KAREL'S CHEESE HOUSE


681. Taxes

United States Government
Department of Internal Revenue

The Pecker Tax will take effect immediately.
For those who have yet to be educated in all the aspects of this new tax, here are the particulars:

LEGAL BACKGROUND and REASONING:
Your pecker is not yet taxed, so now it will be. This is due to the fact that 40% of the time it is simply hanging around unemployed; 50% of the time it is pissed off; 20% of the time it is hard up; and 10% of the time it operates in the hole. Furthermore, it has two dependents both of which are nuts.

Accordingly, effective immediately, your pecker will be taxed based on its' size using the PeckerChecker TaxTable below (also found on page 39 of 1040 instructions).

10-12 inches Luxury Tax $50.00/year
8-10 inches Pole Tax 25.00/year
6-8 inches Priveledge Tax 15.00/year
4-6 inches Nuisance Tax 5.00/year

Note: Taxpayers under the 4 inch minimum are eligible for a tax refund using the inverse scale law. Submit Form 69, or attach Form 132569. Do not apply for an extension.

Taxpayers with peckers in excess of the 12 inch maximum will have to file for capital gains as listed in section 72 (which is 69 with two fingers up your ass).


682. Hard of hearing
Elderly man, hard of hearing, is joined by his wife as the doctor makes an exam. Finally, the doctor says: "I am mystified. I need to do further tests. So leave me a urine, feces and sperm samples." The gentleman ask: "What did he say? What does he want?" His wife responds: "Leave him your underwear."
683. Three friends
Three friends were sitting around one day talking of thier husbands, and they decided that they should give the guys nicknames, You see they all were named LEROY. And the women were getting tired of just yelling Leroy and no one showing up, figuring it couldnt be THEM that was being hollared for. They decide to name them after Soda Pops.

So thier sitting and thinking...and the first lady Screams I GOTS ONE...I GOTS ONE....I am gonna call my man *Mountain Dew*...well the ladies think that is cute, but WHY Mountain Dew??? Well she says...cause he is as BIG as a Mountain...and he is always wanting to Do it....{hehe}. The second lady cries out SEVEN UP! She is going to name her man that...cause he has seven inches and he is always *up* for it. Well the ladies laugh loudly....and turn to the third woman, who is still thinking...and thinking....and finally she says she is going to call her man.............Jack Daniels! The ladies are stunned....one turns to her and says "Honey, Jack Daniels isnt a soda pop....it's a Hard Liquor". Well she smiles and says "So is my Leroy"

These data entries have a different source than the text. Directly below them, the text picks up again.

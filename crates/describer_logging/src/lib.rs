#![deny(missing_docs)]
//! Shared logging utilities for the describer workspace.
//!
//! Provides the `describer_*` macros used by every crate and the `simplelog`
//! initialisation used by the binary and by tests.

use std::fs::File;
use std::path::{Path, PathBuf};

pub use log::LevelFilter;
use simplelog::{
    ColorChoice, CombinedLogger, Config, ConfigBuilder, SharedLogger, TermLogger, TerminalMode,
    WriteLogger,
};

/// File written by [`LogDestination::File`] and [`LogDestination::Both`].
pub const LOG_FILENAME: &str = "describer.log";

/// Logs a trace-level message using the global logging facade.
#[macro_export]
macro_rules! describer_trace {
    ($($arg:tt)*) => {{
        log::trace!($($arg)*);
    }};
}

/// Logs a debug-level message using the global logging facade.
#[macro_export]
macro_rules! describer_debug {
    ($($arg:tt)*) => {{
        log::debug!($($arg)*);
    }};
}

/// Logs an info-level message using the global logging facade.
#[macro_export]
macro_rules! describer_info {
    ($($arg:tt)*) => {{
        log::info!($($arg)*);
    }};
}

/// Logs a warn-level message using the global logging facade.
#[macro_export]
macro_rules! describer_warn {
    ($($arg:tt)*) => {{
        log::warn!($($arg)*);
    }};
}

/// Logs an error-level message using the global logging facade.
#[macro_export]
macro_rules! describer_error {
    ($($arg:tt)*) => {{
        log::error!($($arg)*);
    }};
}

/// Destination for log output.
#[derive(Debug, Clone, Copy, PartialEq, Eq)]
pub enum LogDestination {
    /// Write to `./describer.log` in the current directory.
    File,
    /// Write to the terminal (stderr for warnings and errors).
    Terminal,
    /// Write to both file and terminal.
    Both,
}

/// Initialize the global logger for the given destination.
///
/// A failure to create the log file is reported on stderr and the file logger
/// is skipped. Calling this twice keeps the first logger.
pub fn initialize(destination: LogDestination, level: LevelFilter) {
    let config = build_config();
    let log_path = PathBuf::from(".").join(LOG_FILENAME);

    let mut loggers: Vec<Box<dyn SharedLogger>> = Vec::new();
    if matches!(destination, LogDestination::Terminal | LogDestination::Both) {
        loggers.push(TermLogger::new(
            level,
            config.clone(),
            TerminalMode::Mixed,
            ColorChoice::Auto,
        ));
    }
    if matches!(destination, LogDestination::File | LogDestination::Both) {
        if let Some(file_logger) = create_file_logger(&log_path, level, config) {
            loggers.push(file_logger);
        }
    }
    if loggers.is_empty() {
        return;
    }

    let _ = CombinedLogger::init(loggers);
}

/// Initializes a simple terminal logger for use in tests.
///
/// This safely no-ops if another logger has already been initialized.
pub fn initialize_for_tests() {
    let level = if cfg!(debug_assertions) {
        LevelFilter::Debug
    } else {
        LevelFilter::Info
    };

    let _ = CombinedLogger::init(vec![TermLogger::new(
        level,
        Config::default(),
        TerminalMode::Mixed,
        ColorChoice::Auto,
    )]);
}

fn build_config() -> Config {
    ConfigBuilder::new()
        .set_time_format_rfc3339()
        .set_target_level(LevelFilter::Error)
        .build()
}

fn create_file_logger(
    path: &Path,
    level: LevelFilter,
    config: Config,
) -> Option<Box<WriteLogger<File>>> {
    match File::create(path) {
        Ok(file) => Some(WriteLogger::new(level, config, file)),
        Err(err) => {
            eprintln!("Warning: Could not create log file at {:?}: {}", path, err);
            None
        }
    }
}
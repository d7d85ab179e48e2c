use std::fs;

use describer_engine::AtomicFileWriter;
use tempfile::TempDir;

#[test]
fn first_write_creates_missing_data_dir() {
    let temp = TempDir::new().unwrap();
    let new_dir = temp.path().join("data");
    assert!(!new_dir.exists());

    let writer = AtomicFileWriter::new(new_dir.clone());
    writer.write("config.ron", "()").unwrap();
    assert!(new_dir.is_dir());
}

#[test]
fn write_replaces_existing_file() {
    let temp = TempDir::new().unwrap();
    let writer = AtomicFileWriter::new(temp.path().to_path_buf());

    let first = writer.write("links.ron", "[]").unwrap();
    assert_eq!(fs::read_to_string(&first).unwrap(), "[]");

    let second = writer.write("links.ron", "[(id: 1)]").unwrap();
    assert_eq!(first, second);
    assert_eq!(writer.read("links.ron").unwrap().as_deref(), Some("[(id: 1)]"));
}

#[test]
fn missing_file_reads_as_none() {
    let temp = TempDir::new().unwrap();
    let writer = AtomicFileWriter::new(temp.path().to_path_buf());

    assert_eq!(writer.read("absent.ron").unwrap(), None);
}

#[test]
fn data_dir_that_is_a_file_is_an_error() {
    let temp = TempDir::new().unwrap();
    let file_path = temp.path().join("not_a_dir");
    fs::write(&file_path, "x").unwrap();

    let writer = AtomicFileWriter::new(file_path.clone());
    assert!(writer.write("links.ron", "[]").is_err());
    assert!(!file_path.with_file_name("links.ron").exists());
}
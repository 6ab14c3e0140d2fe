// Library root: re-exports all modules so integration tests and the binary
// can access the server's public API.

pub mod config;
pub mod protocol;
pub mod service;
pub mod ws_server;
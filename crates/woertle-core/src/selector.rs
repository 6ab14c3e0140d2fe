// Daily word selection: one word per calendar date, fixed once chosen.

use chrono::NaiveDate;
use rand::seq::IndexedRandom;
use rand::SeedableRng;
use rand_chacha::ChaCha8Rng;
use tracing::{debug, error, info};

use crate::error::GameError;
use crate::store::{Assignment, WordRepository};

const FNV_OFFSET_BASIS: u64 = 0xcbf2_9ce4_8422_2325;
const FNV_PRIME: u64 = 0x0000_0100_0000_01b3;

/// Stable RNG seed for a date, derived from its ISO form (`YYYY-MM-DD`) with
/// 64-bit FNV-1a. The same date yields the same seed in every process.
pub fn date_seed(date: NaiveDate) -> u64 {
    date.format("%Y-%m-%d")
        .to_string()
        .bytes()
        .fold(FNV_OFFSET_BASIS, |hash, byte| {
            (hash ^ u64::from(byte)).wrapping_mul(FNV_PRIME)
        })
}

/// Pick one word uniformly from `candidates` using an RNG seeded by `date`.
/// Returns `None` when there is nothing to pick from.
pub fn seeded_pick(candidates: &[String], date: NaiveDate) -> Option<String> {
    let mut rng = ChaCha8Rng::seed_from_u64(date_seed(date));
    candidates.choose(&mut rng).cloned()
}

/// Chooses and persists the daily word, backed by a [`WordRepository`].
pub struct DailyWordSelector<R> {
    repo: R,
}

impl<R: WordRepository> DailyWordSelector<R> {
    pub fn new(repo: R) -> Self {
        Self { repo }
    }

    pub fn repository(&self) -> &R {
        &self.repo
    }

    /// The word for `date`.
    ///
    /// Returns the persisted assignment if one exists. Otherwise picks from
    /// the unused words with a date-seeded RNG and commits the assignment and
    /// the used flag together. Fails with [`GameError::VocabularyExhausted`]
    /// when no unused word is left.
    pub fn word_for_date(&self, date: NaiveDate) -> Result<String, GameError> {
        let assignment = self
            .repo
            .assign_with(date, &mut |unused| seeded_pick(unused, date))?;

        match assignment {
            Assignment::Existing(a) => {
                debug!("Daily word for {date}: {} (existing)", a.word);
                Ok(a.word)
            }
            Assignment::Created(a) => {
                info!("Assigned new daily word for {date}");
                debug!("Daily word for {date}: {}", a.word);
                Ok(a.word)
            }
            Assignment::Exhausted => {
                error!("Vocabulary exhausted: no unused word left for {date}");
                Err(GameError::VocabularyExhausted { date })
            }
        }
    }
}
// Guess submission: validation, daily word lookup, scoring and the session
// decision, wired together over one word store.

use chrono::NaiveDate;
use serde::Serialize;
use tracing::{debug, info};

use crate::error::GameError;
use crate::evaluate::{CharCounts, Feedback, GuessEvaluator};
use crate::selector::DailyWordSelector;
use crate::session::{GameState, Outcome, SessionPolicy};
use crate::store::{Vocabulary, WordRepository};
use crate::word::Rules;

/// Response to an accepted guess. Serializes to the client payload:
/// `game_over` and `target_word` only appear on a loss.
#[derive(Debug, Clone, PartialEq, Eq, Serialize)]
pub struct GuessResult {
    pub feedback: Vec<Feedback>,
    pub win: bool,
    #[serde(rename = "targetCount")]
    pub target_count: CharCounts,
    #[serde(rename = "correctCount")]
    pub correct_count: CharCounts,
    #[serde(skip_serializing_if = "is_false")]
    pub game_over: bool,
    #[serde(skip_serializing_if = "Option::is_none")]
    pub target_word: Option<String>,
    /// Attempt count after this guess.
    #[serde(skip)]
    pub attempts: u32,
}

fn is_false(value: &bool) -> bool {
    !*value
}

impl GuessResult {
    pub fn state(&self) -> GameState {
        if self.win {
            GameState::Won
        } else if self.game_over {
            GameState::Lost
        } else {
            GameState::AwaitingGuess
        }
    }
}

/// One deployment's game: a word store, its vocabulary snapshot and the
/// rules it is played with.
pub struct Game<R> {
    selector: DailyWordSelector<R>,
    vocabulary: Vocabulary,
    evaluator: GuessEvaluator,
    policy: SessionPolicy,
    rules: Rules,
}

impl<R: WordRepository> Game<R> {
    /// Build a game over `repo`, snapshotting its vocabulary.
    pub fn new(repo: R, rules: Rules) -> Result<Self, GameError> {
        let vocabulary = Vocabulary::load(&repo)?;
        info!(
            "Game ready: {} words of length {}, {} attempts",
            vocabulary.len(),
            rules.word_length,
            rules.max_attempts
        );
        Ok(Self {
            selector: DailyWordSelector::new(repo),
            vocabulary,
            evaluator: GuessEvaluator::new(),
            policy: SessionPolicy::new(rules.max_attempts),
            rules,
        })
    }

    pub fn rules(&self) -> Rules {
        self.rules
    }

    pub fn vocabulary(&self) -> &Vocabulary {
        &self.vocabulary
    }

    pub fn selector(&self) -> &DailyWordSelector<R> {
        &self.selector
    }

    /// Score `guess` for the game of `date`, given the client's attempt count
    /// before this guess.
    ///
    /// Invalid guesses are rejected before the store is touched, so they
    /// neither consume an attempt nor create the day's assignment.
    pub fn submit(
        &self,
        guess: &str,
        attempts: u32,
        date: NaiveDate,
    ) -> Result<GuessResult, GameError> {
        let guess = guess.to_lowercase();
        self.evaluator
            .validate(&guess, &self.vocabulary, self.rules.word_length)?;

        let target = self.selector.word_for_date(date)?;
        let evaluation = self.evaluator.evaluate(&guess, &target);
        let progress = self.policy.advance(attempts, &guess, &target);
        debug!(
            "Guess {guess} scored on attempt {} for {date}: {:?}",
            progress.attempts, progress.outcome
        );

        let lost = progress.outcome == Outcome::Loss;
        Ok(GuessResult {
            feedback: evaluation.feedback,
            win: progress.outcome == Outcome::Win,
            target_count: (*evaluation.target_count).clone(),
            correct_count: evaluation.correct_count,
            game_over: lost,
            target_word: lost.then_some(target),
            attempts: progress.attempts,
        })
    }
}

#[cfg(test)]
mod tests {
    use super::*;
    use crate::db::Database;
    use crate::error::InvalidGuessReason;
    use serde_json::json;

    fn date(y: i32, m: u32, d: u32) -> NaiveDate {
        NaiveDate::from_ymd_opt(y, m, d).unwrap()
    }

    /// Helper: a game whose only word is `target`, plus extra guessable
    /// words that are already used up.
    fn single_word_game(target: &str, extra: &[&str]) -> Game<Database> {
        let db = Database::open(":memory:").expect("in-memory database should open");
        let mut words = vec![target.to_string()];
        words.extend(extra.iter().map(|w| w.to_string()));
        db.insert_words(&words).unwrap();
        for w in extra {
            db.mark_used(w).unwrap();
        }
        Game::new(db, Rules::default()).unwrap()
    }

    #[test]
    fn correct_guess_wins() {
        let game = single_word_game("hallo", &[]);
        let result = game.submit("hallo", 0, date(2024, 1, 1)).unwrap();
        assert!(result.win);
        assert!(!result.game_over);
        assert_eq!(result.feedback, vec![Feedback::Correct; 5]);
        assert_eq!(result.attempts, 1);
        assert_eq!(result.state(), GameState::Won);
    }

    #[test]
    fn guess_is_lowercased() {
        let game = single_word_game("hallo", &[]);
        assert!(game.submit("HaLLo", 0, date(2024, 1, 1)).unwrap().win);
    }

    #[test]
    fn wrong_guess_continues_until_limit() {
        let game = single_word_game("hallo", &["apfel"]);
        let d = date(2024, 1, 1);

        let result = game.submit("apfel", 4, d).unwrap();
        assert!(!result.win);
        assert!(!result.game_over);
        assert_eq!(result.target_word, None);
        assert_eq!(result.attempts, 5);

        let result = game.submit("apfel", 5, d).unwrap();
        assert!(result.game_over);
        assert_eq!(result.target_word.as_deref(), Some("hallo"));
        assert_eq!(result.state(), GameState::Lost);
    }

    #[test]
    fn invalid_guess_does_not_create_assignment() {
        let game = single_word_game("hallo", &[]);
        let err = game.submit("zebra", 0, date(2024, 1, 1)).unwrap_err();
        match err {
            GameError::InvalidGuess(inv) => assert_eq!(inv.reason, InvalidGuessReason::UnknownWord),
            other => panic!("expected InvalidGuess, got: {other}"),
        }
        assert_eq!(game.selector().repository().assignment_count().unwrap(), 0);

        let err = game.submit("hal", 0, date(2024, 1, 1)).unwrap_err();
        assert!(err.is_client_error());
    }

    #[test]
    fn exhaustion_surfaces_from_submit() {
        let game = single_word_game("hallo", &[]);
        game.submit("hallo", 0, date(2024, 1, 1)).unwrap();
        let err = game.submit("hallo", 0, date(2024, 1, 2)).unwrap_err();
        assert!(matches!(err, GameError::VocabularyExhausted { .. }));
    }

    #[test]
    fn continue_payload_omits_loss_fields() {
        let game = single_word_game("hallo", &["hello"]);
        let result = game.submit("hello", 0, date(2024, 1, 1)).unwrap();
        let value = serde_json::to_value(&result).unwrap();
        assert_eq!(
            value,
            json!({
                "feedback": ["correct", "absent", "correct", "correct", "correct"],
                "win": false,
                "targetCount": {"a": 1, "h": 1, "l": 2, "o": 1},
                "correctCount": {"h": 1, "l": 2, "o": 1},
            })
        );
    }

    #[test]
    fn loss_payload_reveals_target() {
        let game = single_word_game("hallo", &["fjord"]);
        let result = game.submit("fjord", 5, date(2024, 1, 1)).unwrap();
        let value = serde_json::to_value(&result).unwrap();
        assert_eq!(value["game_over"], json!(true));
        assert_eq!(value["target_word"], json!("hallo"));
        assert_eq!(value["win"], json!(false));
        assert_eq!(value["correctCount"], json!({}));
        assert!(value.get("attempts").is_none());
    }
}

684. I have something to tell you
A man is holding his wife's hand as she lays on her death bed.

"Jerry, I, . . ., I have something to tell you before I pass on."

"No, no, dear. Everything is forgiven now. All is well."

"No, Jerry. I've been carrying this load for years now, and I must tell you. I, . . ., I've been unfaithful to you. I slept with your best friend, Phil. I'm so terribly sorry."

"Yes, dear, I know. Why do you think I poisoned you?"


685. THE FUNERAL

The widow takes a look at her dear departed one right before the funeral and, to her horror, finds that he's in his brown suit. She'd specifically said to the undertaker that she wanted him buried in his blue suit; she'd brought it especially for that occasion, and she was distressed that the mortician had left him in the same brown suit he'd been wearing when the lightning bolt hit him. She demanded that the corpse be changed into the blue suit she'd brought especially for that purpose.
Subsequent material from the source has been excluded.